(Stored data)

......

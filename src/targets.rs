//! # Targets
//!
//! Named, live accessors for descendants marked with a target attribute.
//!
//! | declaration           | selector (host `x-widget`)             | read      |
//! |-----------------------|----------------------------------------|-----------|
//! | `"@"` for `dupMessage`| `*[x-widget-target='dup-message']`     | one       |
//! | `"div.@foo"`          | `div.[x-widget-target='foo']`          | one       |
//! | `["button"]`          | `button`                               | all       |
//!
//! Reads re-query the tree every time. In light mode a match only counts if
//! it belongs to this host rather than a nested instance with the same tag;
//! shadow roots are already encapsulated and skip that check.

use std::rc::Rc;

use lazy_static::lazy_static;
use regex::Regex;
use serde::{Deserialize, Serialize};

use crate::dom::{Document, NodeRef};
use crate::error::Result;
use crate::host::{ControllerOptions, Host};
use crate::scope::TreeScope;
use crate::selector::Selector;

/// Target attribute prefix used by shadow-mode resolvers.
pub const SHADOW_TARGET_PREFIX: &str = "host";

lazy_static! {
    static ref TARGET_TOKEN_RE: Regex = Regex::new(r"@([A-Za-z0-9_-]+)").unwrap();
    static ref CAMEL_BOUNDARY_RE: Regex = Regex::new(r"([a-z0-9])([A-Z])").unwrap();
}

/// How a target is declared: a selector for one element, or a one-element
/// array holding a selector for all elements.
#[derive(Debug, Clone, PartialEq, Eq, Serialize, Deserialize)]
#[serde(untagged)]
pub enum TargetSpec {
    Single(String),
    Multi([String; 1]),
}

impl TargetSpec {
    pub fn single(selector: impl Into<String>) -> Self {
        TargetSpec::Single(selector.into())
    }

    pub fn multi(selector: impl Into<String>) -> Self {
        TargetSpec::Multi([selector.into()])
    }

    pub fn selector(&self) -> &str {
        match self {
            TargetSpec::Single(selector) => selector,
            TargetSpec::Multi([selector]) => selector,
        }
    }

    pub fn is_multi(&self) -> bool {
        matches!(self, TargetSpec::Multi(_))
    }
}

/// Result of reading a target.
#[derive(Debug, Clone, PartialEq, Eq)]
pub enum TargetValue {
    One(Option<NodeRef>),
    Many(Vec<NodeRef>),
}

/// `fooBar` / `FooBar` / `foo_bar` -> `foo-bar`.
pub fn kebab_case(name: &str) -> String {
    CAMEL_BOUNDARY_RE
        .replace_all(name, "$1-$2")
        .replace('_', "-")
        .to_lowercase()
}

/// Expand `@` shorthands in `selector` for target `name` using attribute
/// prefix `prefix` (`<prefix>-target`).
pub fn targetize_selector(name: &str, selector: &str, prefix: &str) -> String {
    if selector == "@" {
        format!("*[{}-target='{}']", prefix, kebab_case(name))
    } else {
        TARGET_TOKEN_RE
            .replace_all(selector, |caps: &regex::Captures| {
                format!("[{}-target='{}']", prefix, &caps[1])
            })
            .into_owned()
    }
}

/// A named accessor installed by a [`TargetResolver`].
#[derive(Debug, Clone)]
pub struct TargetAccessor {
    name: String,
    selector: Selector,
    multi: bool,
}

impl TargetAccessor {
    pub fn name(&self) -> &str {
        &self.name
    }

    /// The selector after `@` expansion.
    pub fn selector(&self) -> &str {
        self.selector.as_str()
    }

    pub fn is_multi(&self) -> bool {
        self.multi
    }
}

pub struct TargetResolver {
    document: Rc<Document>,
    element: NodeRef,
    tag_name: String,
    shadow: bool,
    accessors: Vec<TargetAccessor>,
}

impl TargetResolver {
    /// Build accessors for every declared target. Fails only if a selector
    /// does not parse.
    pub fn new<I, N>(host: &Host, targets: I, options: ControllerOptions) -> Result<Self>
    where
        I: IntoIterator<Item = (N, TargetSpec)>,
        N: Into<String>,
    {
        let prefix = if options.shadow {
            SHADOW_TARGET_PREFIX
        } else {
            host.tag_name()
        };

        let mut accessors: Vec<TargetAccessor> = Vec::new();
        for (name, spec) in targets {
            let name = name.into();
            let selector = Selector::parse(&targetize_selector(&name, spec.selector(), prefix))?;
            let accessor = TargetAccessor {
                name,
                selector,
                multi: spec.is_multi(),
            };
            match accessors.iter_mut().find(|a| a.name == accessor.name) {
                Some(existing) => *existing = accessor,
                None => accessors.push(accessor),
            }
        }

        Ok(Self {
            document: host.document().clone(),
            element: host.element().clone(),
            tag_name: host.tag_name().to_string(),
            shadow: options.shadow,
            accessors,
        })
    }

    /// Build from a JSON object such as `{"items": ["@"], "title": "h1"}`.
    pub fn from_json(host: &Host, json: &str, options: ControllerOptions) -> Result<Self> {
        let targets: serde_json::Map<String, serde_json::Value> = serde_json::from_str(json)?;
        let mut specs = Vec::with_capacity(targets.len());
        for (name, value) in targets {
            specs.push((name, serde_json::from_value::<TargetSpec>(value)?));
        }
        Self::new(host, specs, options)
    }

    pub fn accessors(&self) -> &[TargetAccessor] {
        &self.accessors
    }

    pub fn accessor(&self, name: &str) -> Option<&TargetAccessor> {
        self.accessors.iter().find(|a| a.name == name)
    }

    /// Read a target by name. `None` if no such target was declared.
    pub fn resolve(&self, name: &str) -> Option<TargetValue> {
        let accessor = self.accessor(name)?;
        let Some(root) = self.effective_root() else {
            return Some(if accessor.multi {
                TargetValue::Many(vec![])
            } else {
                TargetValue::One(None)
            });
        };
        let scope = (!self.shadow).then(|| TreeScope::new(&root, &self.tag_name));
        let in_scope = |node: &NodeRef| scope.as_ref().map_or(true, |s| s.belongs_to(node));

        Some(if accessor.multi {
            TargetValue::Many(
                root.query_selector_all(&accessor.selector)
                    .into_iter()
                    .filter(|node| in_scope(node))
                    .collect(),
            )
        } else {
            // Only the first match is considered.
            TargetValue::One(
                root.query_selector(&accessor.selector)
                    .filter(|node| in_scope(node)),
            )
        })
    }

    /// Single-element read. For a multi target, the first element.
    pub fn target(&self, name: &str) -> Option<NodeRef> {
        match self.resolve(name)? {
            TargetValue::One(node) => node,
            TargetValue::Many(nodes) => nodes.into_iter().next(),
        }
    }

    /// Multi-element read. For a single target, zero or one element.
    pub fn targets(&self, name: &str) -> Vec<NodeRef> {
        match self.resolve(name) {
            Some(TargetValue::Many(nodes)) => nodes,
            Some(TargetValue::One(node)) => node.into_iter().collect(),
            None => vec![],
        }
    }

    fn effective_root(&self) -> Option<NodeRef> {
        if self.shadow {
            self.document.shadow_root(&self.element)
        } else {
            Some(self.element.clone())
        }
    }
}
//! # Element Tree
//!
//! The controllers run against an html5ever-parsed `markup5ever_rcdom` tree.
//! This module adds the pieces a browser would supply on top of the parse
//! tree:
//!
//! - element identity (`NodeRef` compares by pointer)
//! - mutation primitives that queue `ChangeRecord`s for observers
//! - batched, ordered delivery of those records (`deliver_mutations`)
//! - event listeners with bubbling
//! - shadow roots (detached document nodes keyed by their host)
//! - synchronous attribute callbacks, like `attributeChangedCallback`
//!
//! Everything is single-threaded. No callback is invoked while a borrow of
//! the document state is held, so callbacks may freely mutate the tree,
//! add listeners or register observers.

use std::cell::RefCell;
use std::collections::HashMap;
use std::fmt;
use std::hash::{Hash, Hasher};
use std::rc::Rc;

use html5ever::parse_document;
use html5ever::tendril::TendrilSink;
use html5ever::{Attribute, LocalName, Namespace, QualName};
use markup5ever_rcdom::{Handle, Node, NodeData, RcDom};
use tendril::StrTendril;
use tracing::trace;

use crate::error::{ControllerError, Result};
use crate::selector::Selector;

// ═══════════════════════════════════════════════════════════════════════════════
// NODES
// ═══════════════════════════════════════════════════════════════════════════════

/// A handle to a node in the tree. Two refs are equal iff they point at the
/// same node.
#[derive(Clone)]
pub struct NodeRef(Handle);

impl NodeRef {
    fn key(&self) -> usize {
        Rc::as_ptr(&self.0) as usize
    }

    pub fn is_element(&self) -> bool {
        matches!(self.0.data, NodeData::Element { .. })
    }

    /// Lowercase tag name for elements, `None` for every other node type.
    pub fn local_name(&self) -> Option<&str> {
        match &self.0.data {
            NodeData::Element { name, .. } => Some(&*name.local),
            _ => None,
        }
    }

    /// Returns true if this is an element whose tag equals `tag` (ASCII case-insensitive).
    pub fn has_tag(&self, tag: &str) -> bool {
        self.local_name()
            .map(|name| name.eq_ignore_ascii_case(tag))
            .unwrap_or(false)
    }

    pub fn attribute(&self, name: &str) -> Option<String> {
        match &self.0.data {
            NodeData::Element { attrs, .. } => attrs
                .borrow()
                .iter()
                .find(|attr| (&*attr.name.local).eq_ignore_ascii_case(name))
                .map(|attr| attr.value.to_string()),
            _ => None,
        }
    }

    pub fn has_attribute(&self, name: &str) -> bool {
        match &self.0.data {
            NodeData::Element { attrs, .. } => attrs
                .borrow()
                .iter()
                .any(|attr| (&*attr.name.local).eq_ignore_ascii_case(name)),
            _ => false,
        }
    }

    pub fn parent(&self) -> Option<NodeRef> {
        let weak = self.0.parent.take();
        let parent = weak.as_ref().and_then(|w| w.upgrade());
        self.0.parent.set(weak);
        parent.map(NodeRef)
    }

    pub fn parent_element(&self) -> Option<NodeRef> {
        self.parent().filter(NodeRef::is_element)
    }

    pub fn children(&self) -> Vec<NodeRef> {
        self.0.children.borrow().iter().cloned().map(NodeRef).collect()
    }

    pub fn element_children(&self) -> Vec<NodeRef> {
        self.children().into_iter().filter(NodeRef::is_element).collect()
    }

    /// Inclusive containment, like `Node.contains`.
    pub fn contains(&self, other: &NodeRef) -> bool {
        let mut current = Some(other.clone());
        while let Some(node) = current {
            if node == *self {
                return true;
            }
            current = node.parent();
        }
        false
    }

    /// Nearest inclusive ancestor element with the given tag.
    pub fn closest(&self, tag: &str) -> Option<NodeRef> {
        let mut current = Some(self.clone());
        while let Some(node) = current {
            if node.has_tag(tag) {
                return Some(node);
            }
            current = node.parent_element();
        }
        None
    }

    /// All descendant elements in document order, excluding `self`.
    pub fn descendants(&self) -> Vec<NodeRef> {
        let mut out = Vec::new();
        let mut stack: Vec<NodeRef> = self.children().into_iter().rev().collect();
        while let Some(node) = stack.pop() {
            stack.extend(node.children().into_iter().rev());
            if node.is_element() {
                out.push(node);
            }
        }
        out
    }

    pub fn query_selector(&self, selector: &Selector) -> Option<NodeRef> {
        self.descendants()
            .into_iter()
            .find(|node| selector.matches(node))
    }

    pub fn query_selector_all(&self, selector: &Selector) -> Vec<NodeRef> {
        self.descendants()
            .into_iter()
            .filter(|node| selector.matches(node))
            .collect()
    }

    /// Parses `selector` and returns all matching descendants.
    pub fn select(&self, selector: &str) -> Result<Vec<NodeRef>> {
        Ok(self.query_selector_all(&Selector::parse(selector)?))
    }

    pub fn text_content(&self) -> String {
        let mut text = String::new();
        collect_text(&self.0, &mut text);
        text
    }
}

......

**WHAT IS NEEDED**
For this exercise, output exactly the lines above from the line with "use tracing::trace;" to the line with "pub fn parent_element(&self)", counting both, and leave out the rest.

**YOUR SOLUTION**
use tracing::trace;

use crate::error::{ControllerError, Result};
use crate::selector::Selector;

// ═══════════════════════════════════════════════════════════════════════════════
// NODES
// ═══════════════════════════════════════════════════════════════════════════════

/// A handle to a node in the tree. Two refs are equal iff they point at the
/// same node.
#[derive(Clone)]
pub struct NodeRef(Handle);

impl NodeRef {
    fn key(&self) -> usize {
        Rc::as_ptr(&self.0) as usize
    }

    pub fn is_element(&self) -> bool {
        matches!(self.0.data, NodeData::Element { .. })
    }

    /// Lowercase tag name for elements, `None` for every other node type.
    pub fn local_name(&self) -> Option<&str> {
        match &self.0.data {
            NodeData::Element { name, .. } => Some(&*name.local),
            _ => None,
        }
    }

    /// Returns true if this is an element whose tag equals `tag` (ASCII case-insensitive).
    pub fn has_tag(&self, tag: &str) -> bool {
        self.local_name()
            .map(|name| name.eq_ignore_ascii_case(tag))
            .unwrap_or(false)
    }

    pub fn attribute(&self, name: &str) -> Option<String> {
        match &self.0.data {
            NodeData::Element { attrs, .. } => attrs
                .borrow()
                .iter()
                .find(|attr| (&*attr.name.local).eq_ignore_ascii_case(name))
                .map(|attr| attr.value.to_string()),
            _ => None,
        }
    }

    pub fn has_attribute(&self, name: &str) -> bool {
        match &self.0.data {
            NodeData::Element { attrs, .. } => attrs
                .borrow()
                .iter()
                .any(|attr| (&*attr.name.local).eq_ignore_ascii_case(name)),
            _ => false,
        }
    }

    pub fn parent(&self) -> Option<NodeRef> {
        let weak = self.0.parent.take();
        let parent = weak.as_ref().and_then(|w| w.upgrade());
        self.0.parent.set(weak);
        parent.map(NodeRef)
    }

    pub fn parent_element(&self) -> Option<NodeRef> {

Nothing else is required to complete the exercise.